De que valeram as comemorações dos 50 anos do gênero mais importante da MPB
Foram apresentações memoráveis, cada qual por sua razão muito peculiar. Os concertos de João Gilberto, pela perfeição estética inacreditável que alcançaram. A homenagem conjunta de Caetano Veloso e Roberto Carlos à obra de Tom Jobim, por ter conseguido o improvável: mostrar o Rei dividindo seu terreno (o palco) em pé de igualdade com outro artista - e cantando um repertório não-autoral. E o encontro de João Donato com os "jovens" Adriana Calcanhotto, Bebel Gilberto, Fernanda Takai, Marcelo Camelo, Marcelo D2 e Roberta Sá, por expor, mesmo que à revelia, os desencontros entre os universos (e personalidades) dos participantes.
Com sessões em São Paulo e Rio de Janeiro, os shows - mais uma exposição sobre o tema na Oca (SP) - compuseram o pacote de comemorações do cinqüentenário da bossa nova promovido pelo projeto ItaúBrasil.
Mas, além do prazer, maior ou menor, que cada show provocou individualmente nos poucos privilegiados que os assistiram ao vivo, de que valeram essas comemorações?
"A principal contribuição foi levar à juventude o conhecimento de uma obra da melhor música popular brasileira que uma grande parte desconhecia", responde Zuza Homem de Mello, um dos curadores do projeto. "Para isso, não só os shows tiveram um papel muito importante, mas também a exposição. Era uma riqueza que estava fora da perspectiva da juventude."
Opinião parecida tem outra curadora do evento, Monique Gardenberg: "O mais importante foi chamar a atenção para um movimento artístico único que o Brasil produziu, que repercutiu planetariamente e que a gente precisava reviver de alguma maneira. E contar para as novas gerações a dimensão que essa invenção teve."
Um dos responsáveis pela exposição na Oca, o cineasta Carlos Nader conta que sua principal intenção com esse trabalho era desvincular a bossa nova da idéia de "musiquinha de elevador". Conta que, quando embarcou no projeto, ele mesmo ainda não tinha uma idéia clara em relação a todas as nuances existentes entre o que a bossa nova realmente é e o que ela parece ser. "O conceito que as pessoas guardam [da bossa nova] é justamente o oposto dela: a 'leveza', a 'ingenuidade', o 'otimismo', o 'nhenhenhém'. Quando ela é, na verdade, uma experiência ultra-radical que mudou os signos das coisas. É mais ou menos o mesmo que fez, nas artes plásticas, [o francês Marcel] Duchamp", compara. "Se por um lado essa descoberta abriu um caminho maravilhoso e libertário, por outro gerou espaço para a picaretagem - que é como muita gente vê a bossa nova até hoje. A coisa não é tão simples quanto as pessoas imaginam."

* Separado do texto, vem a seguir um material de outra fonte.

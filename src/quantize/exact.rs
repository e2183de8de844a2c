//! Exact color frequency counting.

use crate::image::PixelBuffer;
use crate::quantize::topk::TopK;
use std::collections::HashMap;
use std::ops::Range;

/// Counts exact byte-precision colors, remembering first-occurrence order.
#[derive(Clone, Debug, Default, PartialEq)]
pub struct ColorCounter {
    index: HashMap<u32, usize>,
    entries: Vec<(u32, u64)>,
    total: u64,
}

impl ColorCounter {
    /// Creates an empty counter.
    pub fn new() -> Self {
        Self::default()
    }

    /// Counts colors of a band of rows in scan order.
    pub fn from_rows(buffer: &PixelBuffer, rows: Range<usize>) -> Self {
        let mut counter = Self::new();
        for px in buffer.rows(rows) {
            counter.add(px.pack(), 1);
        }
        counter
    }

    /// Adds `count` occurrences of the packed color.
    pub fn add(&mut self, color: u32, count: u64) {
        match self.index.get(&color) {
            Some(&slot) => self.entries[slot].1 += count,
            None => {
                self.index.insert(color, self.entries.len());
                self.entries.push((color, count));
            }
        }
        self.total += count;
    }

    /// Folds `other` in; its new colors are ordered after the existing ones.
    pub fn merge(&mut self, other: ColorCounter) {
        for (color, count) in other.entries {
            self.add(color, count);
        }
    }

    /// Number of distinct colors.
    pub fn distinct(&self) -> usize {
        self.entries.len()
    }

    /// Total number of counted samples.
    pub fn total(&self) -> u64 {
        self.total
    }

    /// Occurrences of `color`.
    pub fn count(&self, color: u32) -> u64 {
        self.index
            .get(&color)
            .map(|&slot| self.entries[slot].1)
            .unwrap_or(0)
    }

    /// Returns `k` `(color, count)` pairs by descending count.
    ///
    /// Ties keep first-occurrence order. Fewer than `k` distinct colors are
    /// padded with `(0, 0)`.
    pub fn best_colors(&self, k: usize) -> Vec<(u32, u64)> {
        let mut topk = TopK::new(k);
        for (order, &(color, count)) in self.entries.iter().enumerate() {
            topk.push(count, order, color);
        }
        let mut best: Vec<(u32, u64)> = topk
            .into_sorted_desc()
            .into_iter()
            .map(|(count, color)| (color, count))
            .collect();
        best.resize(k, (0, 0));
        best
    }
}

E não é mesmo. Prova disso, na prática, foram os shows dedicados a João Donato. Mal ensaiados e sem traquejo para o improviso, nenhum dos representantes da "nova geração" (em alguns casos nem tão nova assim) fez jus a obra do homenageado. Não funcionou como espetáculo, ainda que tenha servido muito bem para expor o que cada um (não) tinha de bossa nova - ou, ao menos, de "donatiano" - em seu DNA. O fato de esse desencontro ter acontecido justamente no show onde os artistas mais novos estão envolvidos quer dizer alguma coisa? "Certamente. Tem que haver uma vivência para a interpretação", opina Homem de Mello. "Alguns artistas visivelmente não tinham e, por isso, não conseguiram imprimir na interpretação aquilo que é inerente à canção original. Se você não fizer o approach correto, não chega à essência da obra." E completa: "Naquele show, o melhor exemplo disso era a Roberta Sá, que estourou na ponta. Ela realmente tem essa vivência, tem intimidade com aquela obra".
No mais, as comemorações da bossa nova devem render um Natal bem diferente para os brasileiros este ano: como os shows com Caetano foram gravados, o tradicional especial de Roberto Carlos vai ser inteiro embalado com a música de Antonio Carlos Jobim. Vai ser até divertido trocar "Emoções" por "Eu Sei que Vou te Amar" uma vez na vida.